If at first you don’t succeed, try again.  I had to go to the bathroom anyway, where there are real mirrors.  The three photos below were taken in the Avery Fisher Hall ladies room, much more accessible than the Met’s (which in any event wasn’t open yet). After tending to business, I did first look around to be sure I was alone before engaging in this continued vanity project. Just as I was memorializing the shot, someone emerged from the last stall.  However, she doesn’t seem to have noticed me. I therefore left her in the picture, to preserve the verisimilitude of the occasion.

IMG_1478

I always look absolutely terrible in selfies. Taking one’s picture in a mirror seems to produce somewhat kinder results, perhaps because of the dim lighting. I do look rather pleased with what I see in the viewfinder, don’t I? When you’re nearly 84, it’s quite rare to find an image of yourself that doesn’t make you cringe. This one probably passes the blush test.

IMG_1480

Closeup. Still okay.

IMG_1481

Even closer. Now the wrinkles show. Smiling helps, though.

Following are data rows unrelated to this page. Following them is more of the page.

//! Request descriptors threaded through the interceptor chain.

use std::time::Duration;

pub use ::http::Method;
use ::http::header::{AsHeaderName, HeaderMap, HeaderValue, IntoHeaderName};
use serde_json::Value;
use url::Url;

use super::path::{is_absolute_url, join_path};

/// How the response body should be decoded.
#[derive(Debug, Clone, Copy, PartialEq, Eq, Default)]
pub enum ResponseType {
    /// JSON envelope with a result code (default).
    #[default]
    Json,
    /// Raw text, returned without normalization.
    Text,
    /// Raw bytes, returned without normalization.
    Bytes,
}

/// Request body.
#[derive(Debug, Clone, PartialEq)]
pub enum RequestBody {
    /// JSON payload, sent as `application/json`.
    Json(Value),
    /// Plain text payload.
    Text(String),
    /// Binary payload with an explicit content type (uploads).
    Bytes {
        /// Content type sent with the payload.
        content_type: String,
        /// Raw bytes.
        data: Vec<u8>,
    },
}

/// Mutable request record handed from stage to stage.
#[derive(Debug, Clone, PartialEq)]
pub struct RequestDescriptor {
    /// Relative path, or an absolute URL that bypasses base-URL resolution.
    pub url: String,
    /// HTTP method.
    pub method: Method,
    /// Request headers.
    pub headers: HeaderMap,
    /// Query parameters, in order.
    pub params: Vec<(String, String)>,
    /// Optional body.
    pub body: Option<RequestBody>,
    /// Resolved base URL including the API prefix. Filled by base-URL resolution.
    pub base_url: Option<String>,
    /// Response decoding hint.
    pub response_type: ResponseType,
    /// Per-request timeout override.
    pub timeout: Option<Duration>,
    /// Skip credential injection.
    pub no_auth: bool,
    /// Bypass response normalization. Set only while a replay is in flight.
    pub ignore_response_transformation: bool,
    /// Replays performed so far. Only the resilience stage increments it.
    pub retry_count: u32,
}

impl RequestDescriptor {
    /// Create a descriptor for `method` on `url`.
    pub fn new(method: Method, url: impl Into<String>) -> Self {
        Self {
            url: url.into(),
            method,
            headers: HeaderMap::new(),
            params: Vec::new(),
            body: None,
            base_url: None,
            response_type: ResponseType::Json,
            timeout: None,
            no_auth: false,
            ignore_response_transformation: false,
            retry_count: 0,
        }
    }

    /// Add a query parameter.
    pub fn with_param(mut self, key: impl Into<String>, value: impl Into<String>) -> Self {
        self.params.push((key.into(), value.into()));
        self
    }

    /// Add a header, replacing any previous values.
    pub fn with_header<K: IntoHeaderName>(mut self, name: K, value: HeaderValue) -> Self {
        self.headers.insert(name, value);
        self
    }

    /// First value of header `name`, if it is visible ASCII.
    pub fn header<K: AsHeaderName>(&self, name: K) -> Option<&str> {
        self.headers.get(name).and_then(|value| value.to_str().ok())
    }

    /// Attach a JSON body.
    pub fn with_json(mut self, body: Value) -> Self {
        self.body = Some(RequestBody::Json(body));
        self
    }

    /// Attach a binary body with its content type.
    pub fn with_bytes(mut self, content_type: impl Into<String>, data: Vec<u8>) -> Self {
        self.body = Some(RequestBody::Bytes {
            content_type: content_type.into(),
            data,
        });
        self
    }

    /// Set the response decoding hint.
    pub fn with_response_type(mut self, response_type: ResponseType) -> Self {
        self.response_type = response_type;
        self
    }

    /// Use an explicit base URL instead of the configured one.
    pub fn with_base_url(mut self, base_url: impl Into<String>) -> Self {
        self.base_url = Some(base_url.into());
        self
    }

    /// Override the transport timeout.
    pub fn with_timeout(mut self, timeout: Duration) -> Self {
        self.timeout = Some(timeout);
        self
    }

    /// Send without credentials.
    pub fn without_auth(mut self) -> Self {
        self.no_auth = true;
        self
    }

    /// Path component used for exemption checks: no scheme, host, query or
    /// leading separator.
    pub fn path(&self) -> String {
        if is_absolute_url(&self.url) {
            return Url::parse(&self.url)
                .map(|url| url.path().trim_start_matches('/').to_string())
                .unwrap_or_default();
        }
        let path = self.url.split(['?', '#']).next().unwrap_or_default();
        path.trim_start_matches('/').to_string()
    }

    /// URL the transport should hit, without query parameters.
    pub fn full_url(&self) -> String {
        if is_absolute_url(&self.url) {
            return self.url.clone();
        }
        match &self.base_url {
            Some(base) => join_path(base, &self.url),
            None => self.url.clone(),
        }
    }
}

Men: please do feel free to skip the next few paragraphs, which consist entirely of fashion notes inspired by a comment to a previous post suggesting I do a piece on what I buy when I next go shopping for new clothes. I haven’t actually bought anything new yet, but as none of you has ever seen anything not new from my closet, we could start with what I had on in these pictures last Saturday.

The tote sitting on the sink in bone and black leather was from Eileen Fisher last summer. (Bought full price online and by now worth every one of the many many pennies I paid. I liked it so much I didn’t put it away when winter came, and now here it’s in season again, never having spent a single day off my shoulder.)  The watch with the red leather strap is from Alessi (Italian) but bought years ago at the MOMA (Museum of Modern Art) shop. The sunglass frames on my head and the frames of the prescription glasses to see with on my nose (which sometimes hang from the ring on the cord around my neck) were both hand-made in France but have no manufacturer name on them.  I bought them, seriatim, from an optometrist in Princeton at least five years ago.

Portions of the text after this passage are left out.